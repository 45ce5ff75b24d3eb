//! Service metrics
//!
//! Counters and histograms emitted through the `metrics` facade. Nothing is
//! exported unless the binary is built with the `prometheus` feature.
//!
//! # Metrics
//!
//! - `story_requests_total`: Counter of generation requests that passed validation
//! - `stories_generated_total`: Counter of saved stories by origin (`model`, `fallback`)
//! - `story_generation_seconds`: Histogram of generation duration by origin
//! - `story_generation_active`: Gauge of in-flight generations
//! - `quota_denied_total`: Counter of quota denials by plan
//! - `storage_fallback_total`: Counter of remote store failures served from memory
//! - `subscription_changes_total`: Counter of simulated plan changes by target plan

use metrics::{decrement_gauge, histogram, increment_counter, increment_gauge};
use std::sync::atomic::{AtomicBool, Ordering};
use std::time::Instant;

/// Metrics for a single story generation request
///
/// Lives for the duration of one request. Exactly one of
/// [`record_story`](Self::record_story) or [`record_denied`](Self::record_denied)
/// takes effect; the in-flight gauge is released on drop either way.
#[derive(Debug)]
pub struct GenerationMetrics {
    start: Instant,
    recorded: AtomicBool,
}

impl GenerationMetrics {
    /// Start tracking a generation request
    ///
    /// # Examples
    ///
    /// ```
    /// use storymagic::metrics::GenerationMetrics;
    ///
    /// let metrics = GenerationMetrics::start();
    /// metrics.record_story("fallback");
    /// ```
    pub fn start() -> Self {
        increment_counter!("story_requests_total");
        increment_gauge!("story_generation_active", 1.0);

        Self {
            start: Instant::now(),
            recorded: AtomicBool::new(false),
        }
    }

    /// Record a saved story and how its text was produced
    pub fn record_story(&self, origin: &str) {
        if self.recorded.swap(true, Ordering::SeqCst) {
            return;
        }

        histogram!(
            "story_generation_seconds",
            self.start.elapsed().as_secs_f64(),
            "origin" => origin.to_string()
        );
        increment_counter!("stories_generated_total", "origin" => origin.to_string());
        decrement_gauge!("story_generation_active", 1.0);
    }

    /// Record a request refused by the plan quota
    pub fn record_denied(&self, plan: &str) {
        if self.recorded.swap(true, Ordering::SeqCst) {
            return;
        }

        increment_counter!("quota_denied_total", "plan" => plan.to_string());
        decrement_gauge!("story_generation_active", 1.0);
    }

    /// Time since the request started
    pub fn elapsed(&self) -> std::time::Duration {
        self.start.elapsed()
    }
}

impl Drop for GenerationMetrics {
    fn drop(&mut self) {
        if !self.recorded.load(Ordering::SeqCst) {
            decrement_gauge!("story_generation_active", 1.0);
        }
    }
}

/// Count a remote store operation that was served from memory
pub fn record_storage_fallback(operation: &str) {
    increment_counter!("storage_fallback_total", "operation" => operation.to_string());
}

/// Count a simulated subscription change
pub fn record_subscription_change(plan: &str) {
    increment_counter!("subscription_changes_total", "plan" => plan.to_string());
}

/// Install the Prometheus exporter on `0.0.0.0:{port}`
///
/// A no-op unless built with the `prometheus` feature.
pub fn init_metrics_exporter(port: u16) {
    #[cfg(feature = "prometheus")]
    {
        use metrics_exporter_prometheus::PrometheusBuilder;
        let addr = std::net::SocketAddr::from(([0, 0, 0, 0], port));
        match PrometheusBuilder::new().with_http_listener(addr).install() {
            Ok(()) => tracing::info!("Prometheus exporter listening on {}", addr),
            Err(e) => tracing::warn!("Failed to install Prometheus exporter: {}", e),
        }
    }
    #[cfg(not(feature = "prometheus"))]
    {
        tracing::debug!("Metrics exporter disabled; port {} unused", port);
    }
}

§ EXERCISE REQUIREMENTS
Produce the material again exactly as it is shown above.

§ EXERCISE ANSWER
repository 45ce5ff75b24d3eb
//! Service metrics
//!
//! Counters and histograms emitted through the `metrics` facade. Nothing is
//! exported unless the binary is built with the `prometheus` feature.
//!
//! # Metrics
//!
//! - `story_requests_total`: Counter of generation requests that passed validation
//! - `stories_generated_total`: Counter of saved stories by origin (`model`, `fallback`)
//! - `story_generation_seconds`: Histogram of generation duration by origin
//! - `story_generation_active`: Gauge of in-flight generations
//! - `quota_denied_total`: Counter of quota denials by plan
//! - `storage_fallback_total`: Counter of remote store failures served from memory
//! - `subscription_changes_total`: Counter of simulated plan changes by target plan

use metrics::{decrement_gauge, histogram, increment_counter, increment_gauge};
use std::sync::atomic::{AtomicBool, Ordering};
use std::time::Instant;

/// Metrics for a single story generation request
///
/// Lives for the duration of one request. Exactly one of
/// [`record_story`](Self::record_story) or [`record_denied`](Self::record_denied)
/// takes effect; the in-flight gauge is released on drop either way.
#[derive(Debug)]
pub struct GenerationMetrics {
    start: Instant,
    recorded: AtomicBool,
}

impl GenerationMetrics {
    /// Start tracking a generation request
    ///
    /// # Examples
    ///
    /// ```
    /// use storymagic::metrics::GenerationMetrics;
    ///
    /// let metrics = GenerationMetrics::start();
    /// metrics.record_story("fallback");
    /// ```
    pub fn start() -> Self {
        increment_counter!("story_requests_total");
        increment_gauge!("story_generation_active", 1.0);

        Self {
            start: Instant::now(),
            recorded: AtomicBool::new(false),
        }
    }

    /// Record a saved story and how its text was produced
    pub fn record_story(&self, origin: &str) {
        if self.recorded.swap(true, Ordering::SeqCst) {
            return;
        }

        histogram!(
            "story_generation_seconds",
            self.start.elapsed().as_secs_f64(),
            "origin" => origin.to_string()
        );
        increment_counter!("stories_generated_total", "origin" => origin.to_string());
        decrement_gauge!("story_generation_active", 1.0);
    }

    /// Record a request refused by the plan quota
    pub fn record_denied(&self, plan: &str) {
        if self.recorded.swap(true, Ordering::SeqCst) {
            return;
        }

        increment_counter!("quota_denied_total", "plan" => plan.to_string());
        decrement_gauge!("story_generation_active", 1.0);
    }

    /// Time since the request started
    pub fn elapsed(&self) -> std::time::Duration {
        self.start.elapsed()
    }
}

impl Drop for GenerationMetrics {
    fn drop(&mut self) {
        if !self.recorded.load(Ordering::SeqCst) {
            decrement_gauge!("story_generation_active", 1.0);
        }
    }
}

/// Count a remote store operation that was served from memory
pub fn record_storage_fallback(operation: &str) {
    increment_counter!("storage_fallback_total", "operation" => operation.to_string());
}

/// Count a simulated subscription change
pub fn record_subscription_change(plan: &str) {
    increment_counter!("subscription_changes_total", "plan" => plan.to_string());
}

/// Install the Prometheus exporter on `0.0.0.0:{port}`
///
/// A no-op unless built with the `prometheus` feature.
pub fn init_metrics_exporter(port: u16) {
    #[cfg(feature = "prometheus")]
    {
        use metrics_exporter_prometheus::PrometheusBuilder;
        let addr = std::net::SocketAddr::from(([0, 0, 0, 0], port));
        match PrometheusBuilder::new().with_http_listener(addr).install() {
            Ok(()) => tracing::info!("Prometheus exporter listening on {}", addr),
            Err(e) => tracing::warn!("Failed to install Prometheus exporter: {}", e),
        }
    }
    #[cfg(not(feature = "prometheus"))]
    {
        tracing::debug!("Metrics exporter disabled; port {} unused", port);
    }
}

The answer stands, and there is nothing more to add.